**Problem requirements:** The expected output is the data itself, duplicated in full.

(Saved entries)
━━━

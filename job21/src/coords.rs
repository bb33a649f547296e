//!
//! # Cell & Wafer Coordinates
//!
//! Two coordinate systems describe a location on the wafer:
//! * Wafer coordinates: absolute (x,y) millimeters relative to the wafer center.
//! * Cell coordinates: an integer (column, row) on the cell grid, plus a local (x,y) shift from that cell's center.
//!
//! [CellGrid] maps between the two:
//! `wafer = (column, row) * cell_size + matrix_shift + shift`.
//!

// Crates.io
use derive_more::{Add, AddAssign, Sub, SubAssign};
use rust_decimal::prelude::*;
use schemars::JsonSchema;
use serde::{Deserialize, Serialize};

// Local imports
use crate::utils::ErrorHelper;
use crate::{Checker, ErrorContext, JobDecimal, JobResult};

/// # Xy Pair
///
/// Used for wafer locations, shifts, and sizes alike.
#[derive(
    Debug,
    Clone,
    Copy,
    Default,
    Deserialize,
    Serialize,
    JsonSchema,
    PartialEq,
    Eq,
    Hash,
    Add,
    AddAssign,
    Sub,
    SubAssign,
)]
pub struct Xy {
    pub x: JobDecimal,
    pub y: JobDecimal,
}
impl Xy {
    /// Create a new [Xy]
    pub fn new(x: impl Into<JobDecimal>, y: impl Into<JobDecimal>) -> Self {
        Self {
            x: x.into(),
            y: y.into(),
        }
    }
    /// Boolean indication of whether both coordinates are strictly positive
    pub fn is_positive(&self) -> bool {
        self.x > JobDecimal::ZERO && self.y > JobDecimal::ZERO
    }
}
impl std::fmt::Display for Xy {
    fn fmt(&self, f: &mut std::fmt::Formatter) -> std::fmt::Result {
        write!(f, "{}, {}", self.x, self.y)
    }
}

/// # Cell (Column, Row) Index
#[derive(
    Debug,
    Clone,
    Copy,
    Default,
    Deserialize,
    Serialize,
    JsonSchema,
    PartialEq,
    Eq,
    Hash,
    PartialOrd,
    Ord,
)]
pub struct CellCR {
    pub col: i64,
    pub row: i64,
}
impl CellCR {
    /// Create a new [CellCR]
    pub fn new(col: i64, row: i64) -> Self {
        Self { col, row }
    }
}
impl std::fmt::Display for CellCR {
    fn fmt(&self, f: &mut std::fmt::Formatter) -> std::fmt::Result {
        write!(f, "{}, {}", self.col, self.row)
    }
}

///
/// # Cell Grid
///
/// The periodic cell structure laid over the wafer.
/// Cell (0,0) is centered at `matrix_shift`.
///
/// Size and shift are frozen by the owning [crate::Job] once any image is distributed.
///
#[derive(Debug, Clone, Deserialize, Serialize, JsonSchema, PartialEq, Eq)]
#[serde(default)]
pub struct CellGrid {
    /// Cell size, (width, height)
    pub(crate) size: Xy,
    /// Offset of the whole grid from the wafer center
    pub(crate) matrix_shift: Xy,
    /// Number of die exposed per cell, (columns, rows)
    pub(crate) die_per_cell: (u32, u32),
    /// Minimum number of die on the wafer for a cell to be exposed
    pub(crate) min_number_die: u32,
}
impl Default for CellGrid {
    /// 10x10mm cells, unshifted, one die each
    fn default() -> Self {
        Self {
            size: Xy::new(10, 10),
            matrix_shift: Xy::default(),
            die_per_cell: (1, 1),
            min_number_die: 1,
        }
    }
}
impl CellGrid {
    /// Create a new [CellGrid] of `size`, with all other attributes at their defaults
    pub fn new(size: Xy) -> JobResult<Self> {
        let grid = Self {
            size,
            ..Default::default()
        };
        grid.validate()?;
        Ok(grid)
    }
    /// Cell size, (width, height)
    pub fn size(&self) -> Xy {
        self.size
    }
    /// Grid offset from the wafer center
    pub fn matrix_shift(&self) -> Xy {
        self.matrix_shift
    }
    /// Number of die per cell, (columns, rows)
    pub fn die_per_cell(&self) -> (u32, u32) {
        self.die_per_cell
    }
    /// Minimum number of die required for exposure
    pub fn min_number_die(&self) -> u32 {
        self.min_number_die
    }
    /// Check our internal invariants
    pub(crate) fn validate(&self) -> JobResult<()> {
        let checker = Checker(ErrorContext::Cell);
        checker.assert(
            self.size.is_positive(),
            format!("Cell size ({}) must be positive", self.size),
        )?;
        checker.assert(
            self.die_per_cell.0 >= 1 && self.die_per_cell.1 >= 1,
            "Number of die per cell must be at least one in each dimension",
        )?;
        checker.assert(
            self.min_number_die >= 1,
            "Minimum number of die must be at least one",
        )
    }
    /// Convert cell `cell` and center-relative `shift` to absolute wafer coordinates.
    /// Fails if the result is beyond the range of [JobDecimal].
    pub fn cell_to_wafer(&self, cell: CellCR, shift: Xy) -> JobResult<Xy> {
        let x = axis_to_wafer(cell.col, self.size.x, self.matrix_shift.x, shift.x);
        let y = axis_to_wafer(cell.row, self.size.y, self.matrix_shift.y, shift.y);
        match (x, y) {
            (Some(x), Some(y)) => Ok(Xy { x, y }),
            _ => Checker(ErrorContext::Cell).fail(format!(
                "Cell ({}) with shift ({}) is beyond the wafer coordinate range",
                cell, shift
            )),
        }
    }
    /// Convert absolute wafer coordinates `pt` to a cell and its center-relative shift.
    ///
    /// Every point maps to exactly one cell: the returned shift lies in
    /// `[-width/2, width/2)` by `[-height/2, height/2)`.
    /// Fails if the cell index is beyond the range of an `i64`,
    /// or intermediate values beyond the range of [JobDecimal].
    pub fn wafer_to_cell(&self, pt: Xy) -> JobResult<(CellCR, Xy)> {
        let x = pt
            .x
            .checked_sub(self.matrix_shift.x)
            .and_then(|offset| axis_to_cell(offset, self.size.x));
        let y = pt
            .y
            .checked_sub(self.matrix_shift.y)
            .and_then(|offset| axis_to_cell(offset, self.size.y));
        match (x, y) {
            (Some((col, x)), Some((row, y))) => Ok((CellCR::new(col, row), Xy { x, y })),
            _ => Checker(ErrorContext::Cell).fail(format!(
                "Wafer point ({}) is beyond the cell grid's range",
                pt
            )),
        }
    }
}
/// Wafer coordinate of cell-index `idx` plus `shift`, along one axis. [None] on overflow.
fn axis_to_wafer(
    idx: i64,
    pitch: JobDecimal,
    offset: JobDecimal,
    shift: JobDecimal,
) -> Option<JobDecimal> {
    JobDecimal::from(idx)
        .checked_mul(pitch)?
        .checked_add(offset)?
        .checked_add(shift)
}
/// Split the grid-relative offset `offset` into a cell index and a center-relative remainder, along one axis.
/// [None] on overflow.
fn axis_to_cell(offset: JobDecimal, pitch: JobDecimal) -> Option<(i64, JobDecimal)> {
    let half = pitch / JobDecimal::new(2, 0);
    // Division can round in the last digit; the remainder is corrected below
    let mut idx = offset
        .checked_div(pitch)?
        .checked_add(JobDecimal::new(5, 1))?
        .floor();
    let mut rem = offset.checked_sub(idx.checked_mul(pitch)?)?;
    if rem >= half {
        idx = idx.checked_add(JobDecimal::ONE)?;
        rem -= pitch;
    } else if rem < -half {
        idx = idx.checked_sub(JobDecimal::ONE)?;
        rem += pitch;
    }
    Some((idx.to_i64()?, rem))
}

━━━

**Response to this exercise:**
filename job21/src/coords.rs
repository bb33a649f547296e
//!
//! # Cell & Wafer Coordinates
//!
//! Two coordinate systems describe a location on the wafer:
//! * Wafer coordinates: absolute (x,y) millimeters relative to the wafer center.
//! * Cell coordinates: an integer (column, row) on the cell grid, plus a local (x,y) shift from that cell's center.
//!
//! [CellGrid] maps between the two:
//! `wafer = (column, row) * cell_size + matrix_shift + shift`.
//!

// Crates.io
use derive_more::{Add, AddAssign, Sub, SubAssign};
use rust_decimal::prelude::*;
use schemars::JsonSchema;
use serde::{Deserialize, Serialize};

// Local imports
use crate::utils::ErrorHelper;
use crate::{Checker, ErrorContext, JobDecimal, JobResult};

/// # Xy Pair
///
/// Used for wafer locations, shifts, and sizes alike.
#[derive(
    Debug,
    Clone,
    Copy,
    Default,
    Deserialize,
    Serialize,
    JsonSchema,
    PartialEq,
    Eq,
    Hash,
    Add,
    AddAssign,
    Sub,
    SubAssign,
)]
pub struct Xy {
    pub x: JobDecimal,
    pub y: JobDecimal,
}
impl Xy {
    /// Create a new [Xy]
    pub fn new(x: impl Into<JobDecimal>, y: impl Into<JobDecimal>) -> Self {
        Self {
            x: x.into(),
            y: y.into(),
        }
    }
    /// Boolean indication of whether both coordinates are strictly positive
    pub fn is_positive(&self) -> bool {
        self.x > JobDecimal::ZERO && self.y > JobDecimal::ZERO
    }
}
impl std::fmt::Display for Xy {
    fn fmt(&self, f: &mut std::fmt::Formatter) -> std::fmt::Result {
        write!(f, "{}, {}", self.x, self.y)
    }
}

/// # Cell (Column, Row) Index
#[derive(
    Debug,
    Clone,
    Copy,
    Default,
    Deserialize,
    Serialize,
    JsonSchema,
    PartialEq,
    Eq,
    Hash,
    PartialOrd,
    Ord,
)]
pub struct CellCR {
    pub col: i64,
    pub row: i64,
}
impl CellCR {
    /// Create a new [CellCR]
    pub fn new(col: i64, row: i64) -> Self {
        Self { col, row }
    }
}
impl std::fmt::Display for CellCR {
    fn fmt(&self, f: &mut std::fmt::Formatter) -> std::fmt::Result {
        write!(f, "{}, {}", self.col, self.row)
    }
}

///
/// # Cell Grid
///
/// The periodic cell structure laid over the wafer.
/// Cell (0,0) is centered at `matrix_shift`.
///
/// Size and shift are frozen by the owning [crate::Job] once any image is distributed.
///
#[derive(Debug, Clone, Deserialize, Serialize, JsonSchema, PartialEq, Eq)]
#[serde(default)]
pub struct CellGrid {
    /// Cell size, (width, height)
    pub(crate) size: Xy,
    /// Offset of the whole grid from the wafer center
    pub(crate) matrix_shift: Xy,
    /// Number of die exposed per cell, (columns, rows)
    pub(crate) die_per_cell: (u32, u32),
    /// Minimum number of die on the wafer for a cell to be exposed
    pub(crate) min_number_die: u32,
}
impl Default for CellGrid {
    /// 10x10mm cells, unshifted, one die each
    fn default() -> Self {
        Self {
            size: Xy::new(10, 10),
            matrix_shift: Xy::default(),
            die_per_cell: (1, 1),
            min_number_die: 1,
        }
    }
}
impl CellGrid {
    /// Create a new [CellGrid] of `size`, with all other attributes at their defaults
    pub fn new(size: Xy) -> JobResult<Self> {
        let grid = Self {
            size,
            ..Default::default()
        };
        grid.validate()?;
        Ok(grid)
    }
    /// Cell size, (width, height)
    pub fn size(&self) -> Xy {
        self.size
    }
    /// Grid offset from the wafer center
    pub fn matrix_shift(&self) -> Xy {
        self.matrix_shift
    }
    /// Number of die per cell, (columns, rows)
    pub fn die_per_cell(&self) -> (u32, u32) {
        self.die_per_cell
    }
    /// Minimum number of die required for exposure
    pub fn min_number_die(&self) -> u32 {
        self.min_number_die
    }
    /// Check our internal invariants
    pub(crate) fn validate(&self) -> JobResult<()> {
        let checker = Checker(ErrorContext::Cell);
        checker.assert(
            self.size.is_positive(),
            format!("Cell size ({}) must be positive", self.size),
        )?;
        checker.assert(
            self.die_per_cell.0 >= 1 && self.die_per_cell.1 >= 1,
            "Number of die per cell must be at least one in each dimension",
        )?;
        checker.assert(
            self.min_number_die >= 1,
            "Minimum number of die must be at least one",
        )
    }
    /// Convert cell `cell` and center-relative `shift` to absolute wafer coordinates.
    /// Fails if the result is beyond the range of [JobDecimal].
    pub fn cell_to_wafer(&self, cell: CellCR, shift: Xy) -> JobResult<Xy> {
        let x = axis_to_wafer(cell.col, self.size.x, self.matrix_shift.x, shift.x);
        let y = axis_to_wafer(cell.row, self.size.y, self.matrix_shift.y, shift.y);
        match (x, y) {
            (Some(x), Some(y)) => Ok(Xy { x, y }),
            _ => Checker(ErrorContext::Cell).fail(format!(
                "Cell ({}) with shift ({}) is beyond the wafer coordinate range",
                cell, shift
            )),
        }
    }
    /// Convert absolute wafer coordinates `pt` to a cell and its center-relative shift.
    ///
    /// Every point maps to exactly one cell: the returned shift lies in
    /// `[-width/2, width/2)` by `[-height/2, height/2)`.
    /// Fails if the cell index is beyond the range of an `i64`,
    /// or intermediate values beyond the range of [JobDecimal].
    pub fn wafer_to_cell(&self, pt: Xy) -> JobResult<(CellCR, Xy)> {
        let x = pt
            .x
            .checked_sub(self.matrix_shift.x)
            .and_then(|offset| axis_to_cell(offset, self.size.x));
        let y = pt
            .y
            .checked_sub(self.matrix_shift.y)
            .and_then(|offset| axis_to_cell(offset, self.size.y));
        match (x, y) {
            (Some((col, x)), Some((row, y))) => Ok((CellCR::new(col, row), Xy { x, y })),
            _ => Checker(ErrorContext::Cell).fail(format!(
                "Wafer point ({}) is beyond the cell grid's range",
                pt
            )),
        }
    }
}
/// Wafer coordinate of cell-index `idx` plus `shift`, along one axis. [None] on overflow.
fn axis_to_wafer(
    idx: i64,
    pitch: JobDecimal,
    offset: JobDecimal,
    shift: JobDecimal,
) -> Option<JobDecimal> {
    JobDecimal::from(idx)
        .checked_mul(pitch)?
        .checked_add(offset)?
        .checked_add(shift)
}
/// Split the grid-relative offset `offset` into a cell index and a center-relative remainder, along one axis.
/// [None] on overflow.
fn axis_to_cell(offset: JobDecimal, pitch: JobDecimal) -> Option<(i64, JobDecimal)> {
    let half = pitch / JobDecimal::new(2, 0);
    // Division can round in the last digit; the remainder is corrected below
    let mut idx = offset
        .checked_div(pitch)?
        .checked_add(JobDecimal::new(5, 1))?
        .floor();
    let mut rem = offset.checked_sub(idx.checked_mul(pitch)?)?;
    if rem >= half {
        idx = idx.checked_add(JobDecimal::ONE)?;
        rem -= pitch;
    } else if rem < -half {
        idx = idx.checked_sub(JobDecimal::ONE)?;
        rem += pitch;
    }
    Some((idx.to_i64()?, rem))
}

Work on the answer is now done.